American journalist Matthew Keys was sentenced today to two years in prison for breaking the Computer Fraud and Abuse Act. “We are appealing,” Keys told iMediaEthics by e-mail.
One of Keys’ attorneys, Tor Ekeland, told iMediaEthics by phone that they have fourteen days to appeal the sentencing and that “appeals can take anywhere from half a year to a year to two years.”
“We’re hoping to get bail pending appeal,” Ekeland said, which would keep Keys from having to surrender for prison while the appeal is ongoing. “I’m hopeful that he will get that, but that is entirely up to the court,” Ekeland said.
Keys wasn’t directly accused of hacking, but of giving login information for the Los Angeles Times‘ website to allow others to hack.
In October, Keys was found guilty of helping hackers affiliated with Anonymous hack the Los Angeles Times website, as iMediaEthics wrote at the time. He was accused of posting login information for the Tribune Company content management system to an Anonymous chat room. He once worked for KTXL, owned by the Tribune Co., which also owns the Los Angeles Times. The Times‘ website was hacked and an article was changed for about 40 minutes.
Sarah Jeong, contributing editor for Vice‘s Motherboard, has an excellent rundown on the background of the case and the sentencing, which she attended. The judge in the case, Kimberly Mueller, argued the hackers only made “relatively modest” changes that “did not do much to actually damage the reputation of that publication.” That said, the judge thought Keys wanted to “wreak further damage,” Jeong reported. Keys is supposed to surrender for his sentence in mid-June but his attorneys plan to appeal.
Keys’ “attorneys argued the hacking was a relatively harmless prank,” the Chicago Tribune reported, arguing that it took the Times little money and time to fix the hack (“less than an hour” and “less than the $5,000.”)
On the other hand, prosecutors argued it took hundreds of hours and more than $10,000 to fix. That figure matters because, as Motherboard’s Jeong explained, “In order to be convicted of felony under the particular provisions of the Computer Fraud and Abuse Act which prosecutors used to charge Keys, the conduct must exceed a threshold of $5,000.”
Ekeland said “from one angle we managed to chip away” at the case against Keys, given that the government wanted five years in prison and claimed a much larger financial loss. ”
Keys tweeted numerous times after the verdict:
In a statement posted on Medium before the sentencing, Keys wrote in part: “I am innocent, and I did not ask for this fight. Nonetheless, I hope that our combined efforts help bring about positive change to rules and regulations that govern our online conduct.”
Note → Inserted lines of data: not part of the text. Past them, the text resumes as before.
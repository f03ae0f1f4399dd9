/// Transparent `String` newtype for credentials. `Debug` never prints the content.
#[macro_export]
macro_rules! secret_wrapper {
    ($name:ident) => {
        #[derive(Clone, PartialEq, Eq, serde::Serialize, serde::Deserialize)]
        #[serde(transparent)]
        pub struct $name(String);
        impl $name {
            pub fn expose(&self) -> &str {
                &self.0
            }
        }
        impl std::fmt::Debug for $name {
            fn fmt(&self, f: &mut std::fmt::Formatter<'_>) -> std::fmt::Result {
                write!(f, "{}(***)", stringify!($name))
            }
        }
        impl<S: Into<String>> From<S> for $name {
            fn from(s: S) -> Self {
                Self(s.into())
            }
        }
    };
}
use serde::{Deserialize, Serialize};

use std::fmt;

use crate::{amount::IntoDecimalAmount, error::ConversionError};

/// Number of fractional digits between a divisible unit and its base unit.
#[derive(Clone, Copy, Debug, PartialEq, Eq, PartialOrd, Ord, Hash, Serialize, Deserialize)]
#[serde(transparent)]
pub struct Decimals(u32);

impl Decimals {
    pub const fn new(decimals: u32) -> Self {
        Self(decimals)
    }

    pub const fn value(&self) -> u32 {
        self.0
    }

    fn width(&self) -> usize {
        self.0 as usize
    }
}

impl From<u32> for Decimals {
    fn from(decimals: u32) -> Self {
        Self(decimals)
    }
}

impl Decimals {
    pub fn checked_add(self, rhs: Self) -> Result<Self, ConversionError> {
        self.0
            .checked_add(rhs.0)
            .map(Self)
            .ok_or_else(|| ConversionError::Overflow(format!("{} + {} decimals", self, rhs)))
    }

    pub fn checked_sub(self, rhs: Self) -> Result<Self, ConversionError> {
        self.0
            .checked_sub(rhs.0)
            .map(Self)
            .ok_or_else(|| ConversionError::Overflow(format!("{} - {} decimals", self, rhs)))
    }
}

impl fmt::Display for Decimals {
    fn fmt(&self, f: &mut fmt::Formatter<'_>) -> fmt::Result {
        write!(f, "{}", self.0)
    }
}

/// Converts a divisible amount into base units, keeping the result as a digit
/// string so it is never limited by an integer width.
///
/// Fractional digits beyond `decimals` are truncated, not rounded.
pub fn scale_up_to_string(
    amount: impl IntoDecimalAmount,
    decimals: Decimals,
) -> Result<String, ConversionError> {
    let amount = amount.into_decimal_amount()?;
    let width = decimals.width();
    let fractional_part = amount.fractional_part();
    let fractional_part = format!(
        "{:0<width$}",
        &fractional_part[..fractional_part.len().min(width)]
    );

    // a zero integer part must not leave leading zeros in front of the base units
    let digits = if amount.integer_part() != "0" {
        format!("{}{}", amount.integer_part(), fractional_part)
    } else {
        fractional_part.trim_start_matches('0').to_string()
    };

    if digits.is_empty() {
        return Ok("0".to_string());
    }
    Ok(digits)
}

/// Converts a divisible amount (e.g. `"10.00000001"` BTC) into base units
/// (e.g. `1000000001` satoshi).
pub fn scale_up(amount: impl IntoDecimalAmount, decimals: Decimals) -> Result<u128, ConversionError> {
    let digits = scale_up_to_string(amount, decimals)?;
    digits
        .parse::<u128>()
        .map_err(|_| ConversionError::Overflow(digits))
}

/// Converts an amount of base units into its canonical divisible string.
///
/// The fractional part carries no trailing zeros but always has at least one
/// digit, so `0` becomes `"0.0"`.
pub fn scale_down(amount: impl IntoDecimalAmount, decimals: Decimals) -> Result<String, ConversionError> {
    let amount = amount.into_decimal_amount()?;
    if amount.has_decimal_point() {
        return Err(ConversionError::InvalidAmount(amount.to_string()));
    }
    let digits = amount.integer_part();
    let width = decimals.width();

    let (integer_part, fractional_part) = if digits.len() > width {
        let (integer_part, fractional_part) = digits.split_at(digits.len() - width);
        (integer_part.to_string(), fractional_part.to_string())
    } else {
        ("0".to_string(), format!("{:0>width$}", digits))
    };

    let stripped = fractional_part.trim_end_matches('0');
    let fractional_part = if stripped.is_empty() { "0" } else { stripped };
    Ok(format!("{}.{}", integer_part, fractional_part))
}

/// Like [`scale_down`] but returns a native float.
///
/// Values needing more than ~15 significant digits (common with 18 decimals)
/// lose precision here. Prefer [`scale_down`] whenever the result is stored.
pub fn scale_down_f64(amount: impl IntoDecimalAmount, decimals: Decimals) -> Result<f64, ConversionError> {
    let divisible = scale_down(amount, decimals)?;
    divisible
        .parse::<f64>()
        .map_err(|_| ConversionError::InvalidAmount(divisible))
}
use anyhow::Context;
use serde::{Deserialize, Serialize};

use std::path::Path;

use geo_client::{ApiKey, GeocodingConfig};
use market_client::MarketClientConfig;

use super::tracing::TracingConfig;

#[derive(Clone, Debug, Serialize, Deserialize)]
pub struct Config {
    #[serde(default)]
    pub market: MarketClientConfig,
    #[serde(default)]
    pub geocoding: GeocodingConfig,
    #[serde(default)]
    pub tracing: TracingConfig,
    /// BUL stroops per euro cent.
    #[serde(default = "default_bul_stroops_price")]
    pub bul_stroops_price: u64,
}

impl Default for Config {
    fn default() -> Self {
        Self {
            market: MarketClientConfig::default(),
            geocoding: GeocodingConfig::default(),
            tracing: TracingConfig::default(),
            bul_stroops_price: default_bul_stroops_price(),
        }
    }
}

pub struct EnvOverride {
    pub google_api_key: Option<String>,
}

impl Config {
    pub fn from_path(
        path: Option<impl AsRef<Path>>,
        EnvOverride { google_api_key }: EnvOverride,
    ) -> anyhow::Result<Self> {
        let mut config: Config = match path {
            Some(path) => {
                let config_file =
                    std::fs::read_to_string(path).context("Couldn't read config file")?;
                serde_yaml::from_str(&config_file).context("Couldn't parse config file")?
            }
            None => Config::default(),
        };

        if let Some(key) = google_api_key {
            config.geocoding.api_key = Some(ApiKey::from(key));
        }

        Ok(config)
    }
}

fn default_bul_stroops_price() -> u64 {
    10
}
He went on to criticize the law he was convicted of breaking: “As I’ve previously wrote about, nobody should face terrorism charges for passing Netflix username and password. But under today’s law, prosecutors can use their discretion to bring those exact charges against people—including journalists—whenever they see fit. Prosecutors did so in this case. Until the law catches up with the times, there’s no doubt that prosecutors will do it again.”
In 2013, Keys was fired from Reuters, where he was deputy social media editor.
UPDATE: 4/14/2016 1:46 PM EST With response from Keys and his lawyer.